#### Task details
Find the string "label" in the listing and report every line that has it.

#### Material for this exercise
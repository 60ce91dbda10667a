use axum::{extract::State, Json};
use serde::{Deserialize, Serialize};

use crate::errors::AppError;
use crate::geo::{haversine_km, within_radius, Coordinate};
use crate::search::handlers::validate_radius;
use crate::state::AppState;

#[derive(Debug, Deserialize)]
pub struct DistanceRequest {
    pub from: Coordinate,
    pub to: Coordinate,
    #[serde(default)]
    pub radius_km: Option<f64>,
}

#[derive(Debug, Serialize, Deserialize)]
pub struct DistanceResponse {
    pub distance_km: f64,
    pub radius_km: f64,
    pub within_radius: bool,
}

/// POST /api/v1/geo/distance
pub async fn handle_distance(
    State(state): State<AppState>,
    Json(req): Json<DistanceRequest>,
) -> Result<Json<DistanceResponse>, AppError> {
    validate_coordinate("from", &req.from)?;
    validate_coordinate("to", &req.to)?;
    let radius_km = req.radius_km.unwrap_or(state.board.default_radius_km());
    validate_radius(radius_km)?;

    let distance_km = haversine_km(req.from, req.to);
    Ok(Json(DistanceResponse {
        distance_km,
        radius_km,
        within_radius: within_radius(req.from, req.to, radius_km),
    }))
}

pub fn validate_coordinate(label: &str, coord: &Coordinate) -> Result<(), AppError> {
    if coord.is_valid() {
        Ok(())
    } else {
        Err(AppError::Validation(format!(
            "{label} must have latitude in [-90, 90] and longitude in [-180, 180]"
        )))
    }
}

#### Exercise answer
pub fn validate_coordinate(label: &str, coord: &Coordinate) -> Result<(), AppError> {
            "{label} must have latitude in [-90, 90] and longitude in [-180, 180]"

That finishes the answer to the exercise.